**REQUIREMENT**
In the data that follows, find each line containing "digest" and copy it.

(Dataset items)
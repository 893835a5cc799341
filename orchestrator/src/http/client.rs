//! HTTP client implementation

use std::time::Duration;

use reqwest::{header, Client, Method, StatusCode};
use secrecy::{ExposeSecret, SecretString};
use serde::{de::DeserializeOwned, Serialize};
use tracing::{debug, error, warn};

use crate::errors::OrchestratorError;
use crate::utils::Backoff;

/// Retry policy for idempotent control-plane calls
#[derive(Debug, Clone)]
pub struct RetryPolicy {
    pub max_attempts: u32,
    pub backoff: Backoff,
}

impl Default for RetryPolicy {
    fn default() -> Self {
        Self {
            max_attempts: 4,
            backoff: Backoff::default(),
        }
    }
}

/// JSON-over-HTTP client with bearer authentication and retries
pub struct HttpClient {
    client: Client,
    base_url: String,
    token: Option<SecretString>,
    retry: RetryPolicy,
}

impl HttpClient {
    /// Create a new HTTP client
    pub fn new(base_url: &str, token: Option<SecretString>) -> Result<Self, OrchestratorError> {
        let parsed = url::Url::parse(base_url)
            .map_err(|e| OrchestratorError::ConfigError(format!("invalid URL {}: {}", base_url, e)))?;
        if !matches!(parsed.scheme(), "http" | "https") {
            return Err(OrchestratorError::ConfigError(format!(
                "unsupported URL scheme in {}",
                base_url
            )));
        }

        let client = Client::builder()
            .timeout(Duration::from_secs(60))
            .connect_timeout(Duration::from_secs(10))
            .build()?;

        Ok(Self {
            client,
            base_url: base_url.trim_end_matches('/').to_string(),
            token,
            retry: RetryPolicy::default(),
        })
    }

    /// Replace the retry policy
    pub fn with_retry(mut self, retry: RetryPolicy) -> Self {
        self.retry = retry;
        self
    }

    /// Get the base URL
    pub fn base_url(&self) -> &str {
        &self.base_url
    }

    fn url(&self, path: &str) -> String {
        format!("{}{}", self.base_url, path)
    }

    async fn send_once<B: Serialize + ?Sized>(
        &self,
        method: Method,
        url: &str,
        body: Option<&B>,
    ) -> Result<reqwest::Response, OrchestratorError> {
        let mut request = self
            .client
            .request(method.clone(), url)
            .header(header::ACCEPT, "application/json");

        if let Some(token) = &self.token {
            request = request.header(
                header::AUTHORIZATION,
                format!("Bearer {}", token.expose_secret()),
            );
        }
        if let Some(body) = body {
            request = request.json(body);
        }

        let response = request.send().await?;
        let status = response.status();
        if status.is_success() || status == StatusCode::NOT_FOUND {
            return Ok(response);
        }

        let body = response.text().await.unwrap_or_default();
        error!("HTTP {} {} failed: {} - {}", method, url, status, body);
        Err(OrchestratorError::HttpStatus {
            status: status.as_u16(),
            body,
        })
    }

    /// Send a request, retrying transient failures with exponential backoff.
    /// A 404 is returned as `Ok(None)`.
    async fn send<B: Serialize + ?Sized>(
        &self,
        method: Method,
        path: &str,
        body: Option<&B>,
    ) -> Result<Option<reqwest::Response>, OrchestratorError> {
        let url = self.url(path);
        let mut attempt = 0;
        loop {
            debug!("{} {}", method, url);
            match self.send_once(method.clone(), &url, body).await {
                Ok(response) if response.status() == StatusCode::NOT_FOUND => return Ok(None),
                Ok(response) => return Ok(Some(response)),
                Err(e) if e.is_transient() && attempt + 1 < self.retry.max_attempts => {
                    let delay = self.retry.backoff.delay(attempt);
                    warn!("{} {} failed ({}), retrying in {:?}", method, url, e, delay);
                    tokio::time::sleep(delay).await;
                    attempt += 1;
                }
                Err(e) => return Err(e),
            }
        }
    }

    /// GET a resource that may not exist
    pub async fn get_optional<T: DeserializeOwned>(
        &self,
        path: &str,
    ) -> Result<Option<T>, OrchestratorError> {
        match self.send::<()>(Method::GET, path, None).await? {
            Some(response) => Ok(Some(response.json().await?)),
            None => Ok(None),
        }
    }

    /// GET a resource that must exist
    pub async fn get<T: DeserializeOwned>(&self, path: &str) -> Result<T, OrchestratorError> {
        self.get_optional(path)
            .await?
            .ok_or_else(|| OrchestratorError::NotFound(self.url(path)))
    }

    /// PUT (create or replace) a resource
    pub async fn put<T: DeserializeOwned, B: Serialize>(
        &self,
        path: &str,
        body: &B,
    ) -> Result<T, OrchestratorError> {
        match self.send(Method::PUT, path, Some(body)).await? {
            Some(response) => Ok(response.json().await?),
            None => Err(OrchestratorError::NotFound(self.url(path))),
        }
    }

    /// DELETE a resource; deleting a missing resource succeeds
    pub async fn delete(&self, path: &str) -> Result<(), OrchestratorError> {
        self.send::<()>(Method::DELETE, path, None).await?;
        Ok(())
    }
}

---

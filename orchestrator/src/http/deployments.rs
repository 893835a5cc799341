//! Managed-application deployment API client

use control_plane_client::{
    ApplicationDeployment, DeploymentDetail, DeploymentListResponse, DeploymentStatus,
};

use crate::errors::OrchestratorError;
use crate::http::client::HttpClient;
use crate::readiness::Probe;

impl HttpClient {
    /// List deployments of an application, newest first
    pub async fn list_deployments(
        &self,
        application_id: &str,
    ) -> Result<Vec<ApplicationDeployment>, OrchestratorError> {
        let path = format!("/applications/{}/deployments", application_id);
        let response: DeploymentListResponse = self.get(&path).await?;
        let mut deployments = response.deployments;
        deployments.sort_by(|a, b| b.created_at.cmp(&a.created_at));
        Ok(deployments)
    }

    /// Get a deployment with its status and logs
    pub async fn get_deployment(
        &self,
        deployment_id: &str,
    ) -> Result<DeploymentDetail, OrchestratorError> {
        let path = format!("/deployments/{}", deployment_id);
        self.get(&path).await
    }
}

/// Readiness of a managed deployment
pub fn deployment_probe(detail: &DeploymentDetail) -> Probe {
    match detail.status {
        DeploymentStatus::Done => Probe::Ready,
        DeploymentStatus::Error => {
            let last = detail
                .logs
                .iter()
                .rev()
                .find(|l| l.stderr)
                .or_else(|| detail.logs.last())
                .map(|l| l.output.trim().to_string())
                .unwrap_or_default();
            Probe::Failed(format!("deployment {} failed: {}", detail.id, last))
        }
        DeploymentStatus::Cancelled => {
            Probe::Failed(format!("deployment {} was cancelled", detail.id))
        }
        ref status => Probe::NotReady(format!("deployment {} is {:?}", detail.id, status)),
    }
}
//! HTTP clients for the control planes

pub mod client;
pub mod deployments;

---

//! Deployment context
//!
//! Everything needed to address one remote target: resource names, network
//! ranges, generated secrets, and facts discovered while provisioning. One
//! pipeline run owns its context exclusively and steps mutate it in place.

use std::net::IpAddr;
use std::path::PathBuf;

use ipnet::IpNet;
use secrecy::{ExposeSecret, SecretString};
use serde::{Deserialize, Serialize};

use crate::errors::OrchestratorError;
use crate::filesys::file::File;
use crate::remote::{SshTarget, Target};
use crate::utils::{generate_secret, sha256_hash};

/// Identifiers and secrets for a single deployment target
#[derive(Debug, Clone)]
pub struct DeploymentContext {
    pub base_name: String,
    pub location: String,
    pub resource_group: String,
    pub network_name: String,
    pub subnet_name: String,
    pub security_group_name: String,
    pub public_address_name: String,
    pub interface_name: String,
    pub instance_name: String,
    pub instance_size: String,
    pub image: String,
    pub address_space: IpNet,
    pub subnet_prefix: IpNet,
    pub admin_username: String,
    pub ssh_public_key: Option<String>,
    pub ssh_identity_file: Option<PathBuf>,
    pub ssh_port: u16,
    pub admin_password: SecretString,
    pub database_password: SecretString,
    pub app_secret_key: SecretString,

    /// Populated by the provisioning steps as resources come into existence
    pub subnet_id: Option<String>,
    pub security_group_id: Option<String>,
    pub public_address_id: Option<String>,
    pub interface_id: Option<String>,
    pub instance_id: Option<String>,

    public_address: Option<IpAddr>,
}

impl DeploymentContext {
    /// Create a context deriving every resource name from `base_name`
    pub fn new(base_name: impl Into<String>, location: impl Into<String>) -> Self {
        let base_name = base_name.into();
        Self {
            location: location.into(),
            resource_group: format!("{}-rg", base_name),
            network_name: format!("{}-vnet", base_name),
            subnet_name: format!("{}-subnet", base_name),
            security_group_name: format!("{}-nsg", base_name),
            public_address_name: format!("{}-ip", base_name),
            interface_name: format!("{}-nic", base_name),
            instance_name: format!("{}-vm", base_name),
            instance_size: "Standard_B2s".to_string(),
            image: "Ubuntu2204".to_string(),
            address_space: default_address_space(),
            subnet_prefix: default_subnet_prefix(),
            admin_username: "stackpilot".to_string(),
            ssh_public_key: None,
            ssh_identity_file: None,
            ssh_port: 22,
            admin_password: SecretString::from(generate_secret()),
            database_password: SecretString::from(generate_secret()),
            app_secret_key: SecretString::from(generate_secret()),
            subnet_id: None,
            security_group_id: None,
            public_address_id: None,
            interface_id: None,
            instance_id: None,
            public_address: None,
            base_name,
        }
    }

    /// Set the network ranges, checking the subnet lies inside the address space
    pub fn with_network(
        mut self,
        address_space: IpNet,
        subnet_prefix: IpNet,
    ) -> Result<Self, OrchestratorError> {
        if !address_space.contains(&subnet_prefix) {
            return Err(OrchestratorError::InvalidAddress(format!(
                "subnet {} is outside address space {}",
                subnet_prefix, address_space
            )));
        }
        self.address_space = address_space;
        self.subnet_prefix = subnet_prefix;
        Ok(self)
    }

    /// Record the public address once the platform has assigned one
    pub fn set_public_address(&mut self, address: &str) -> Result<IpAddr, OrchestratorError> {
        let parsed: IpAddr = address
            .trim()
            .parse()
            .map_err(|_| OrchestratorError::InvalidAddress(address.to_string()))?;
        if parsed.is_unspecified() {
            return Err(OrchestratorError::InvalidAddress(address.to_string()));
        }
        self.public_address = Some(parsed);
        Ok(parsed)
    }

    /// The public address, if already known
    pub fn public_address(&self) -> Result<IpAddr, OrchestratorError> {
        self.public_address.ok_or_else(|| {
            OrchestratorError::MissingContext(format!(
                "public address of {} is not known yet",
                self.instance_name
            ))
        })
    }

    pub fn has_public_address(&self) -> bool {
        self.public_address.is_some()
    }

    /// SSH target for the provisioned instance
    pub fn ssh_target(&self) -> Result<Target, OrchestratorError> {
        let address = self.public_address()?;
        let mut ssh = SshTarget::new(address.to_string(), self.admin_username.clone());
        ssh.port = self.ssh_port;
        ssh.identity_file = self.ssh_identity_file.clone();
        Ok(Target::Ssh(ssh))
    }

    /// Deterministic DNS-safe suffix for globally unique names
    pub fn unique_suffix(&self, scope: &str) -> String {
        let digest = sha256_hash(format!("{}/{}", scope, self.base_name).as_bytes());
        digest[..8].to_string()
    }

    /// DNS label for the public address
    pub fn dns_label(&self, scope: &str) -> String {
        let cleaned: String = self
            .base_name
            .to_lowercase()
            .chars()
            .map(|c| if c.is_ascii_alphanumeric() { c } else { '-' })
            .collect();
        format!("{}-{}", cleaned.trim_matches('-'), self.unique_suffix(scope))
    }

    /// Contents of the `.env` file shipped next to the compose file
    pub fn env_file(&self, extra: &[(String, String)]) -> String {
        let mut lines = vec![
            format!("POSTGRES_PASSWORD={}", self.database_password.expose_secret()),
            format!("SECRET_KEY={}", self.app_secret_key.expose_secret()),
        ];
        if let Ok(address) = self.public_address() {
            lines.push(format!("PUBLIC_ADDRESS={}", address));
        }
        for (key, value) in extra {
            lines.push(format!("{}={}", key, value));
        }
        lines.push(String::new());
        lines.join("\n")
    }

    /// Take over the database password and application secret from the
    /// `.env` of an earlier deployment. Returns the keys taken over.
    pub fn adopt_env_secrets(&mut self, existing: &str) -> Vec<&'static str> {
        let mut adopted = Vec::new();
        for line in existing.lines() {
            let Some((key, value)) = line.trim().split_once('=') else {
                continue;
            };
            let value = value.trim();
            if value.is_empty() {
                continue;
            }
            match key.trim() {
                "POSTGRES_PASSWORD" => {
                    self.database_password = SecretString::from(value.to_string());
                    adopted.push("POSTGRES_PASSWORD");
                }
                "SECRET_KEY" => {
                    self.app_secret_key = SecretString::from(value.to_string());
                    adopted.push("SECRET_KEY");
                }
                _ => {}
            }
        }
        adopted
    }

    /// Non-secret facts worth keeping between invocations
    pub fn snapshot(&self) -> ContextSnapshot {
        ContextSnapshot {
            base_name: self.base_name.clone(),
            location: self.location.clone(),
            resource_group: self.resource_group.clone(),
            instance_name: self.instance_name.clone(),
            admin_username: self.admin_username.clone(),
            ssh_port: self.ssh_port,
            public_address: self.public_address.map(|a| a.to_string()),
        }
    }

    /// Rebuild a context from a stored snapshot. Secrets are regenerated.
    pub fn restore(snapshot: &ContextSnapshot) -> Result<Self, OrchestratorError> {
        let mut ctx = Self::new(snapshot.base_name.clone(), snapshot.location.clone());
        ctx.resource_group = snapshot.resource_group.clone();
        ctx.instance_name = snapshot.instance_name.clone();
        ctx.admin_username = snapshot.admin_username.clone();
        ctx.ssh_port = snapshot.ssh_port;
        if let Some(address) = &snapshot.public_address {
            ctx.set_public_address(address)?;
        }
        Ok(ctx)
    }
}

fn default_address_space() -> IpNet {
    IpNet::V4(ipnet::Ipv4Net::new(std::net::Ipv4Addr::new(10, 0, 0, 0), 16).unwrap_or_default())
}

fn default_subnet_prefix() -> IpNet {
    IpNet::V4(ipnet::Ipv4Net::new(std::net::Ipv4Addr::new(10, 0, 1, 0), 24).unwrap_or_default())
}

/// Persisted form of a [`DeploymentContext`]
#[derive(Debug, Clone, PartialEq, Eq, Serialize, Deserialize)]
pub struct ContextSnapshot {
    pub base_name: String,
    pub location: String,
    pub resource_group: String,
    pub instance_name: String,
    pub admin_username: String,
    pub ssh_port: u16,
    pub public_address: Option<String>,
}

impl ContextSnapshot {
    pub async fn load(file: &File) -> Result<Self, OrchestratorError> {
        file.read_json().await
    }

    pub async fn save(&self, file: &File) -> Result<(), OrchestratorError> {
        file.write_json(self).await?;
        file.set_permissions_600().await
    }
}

**FINISHED TASK**
        let digest = sha256_hash(format!("{}/{}", scope, self.base_name).as_bytes());
        digest[..8].to_string()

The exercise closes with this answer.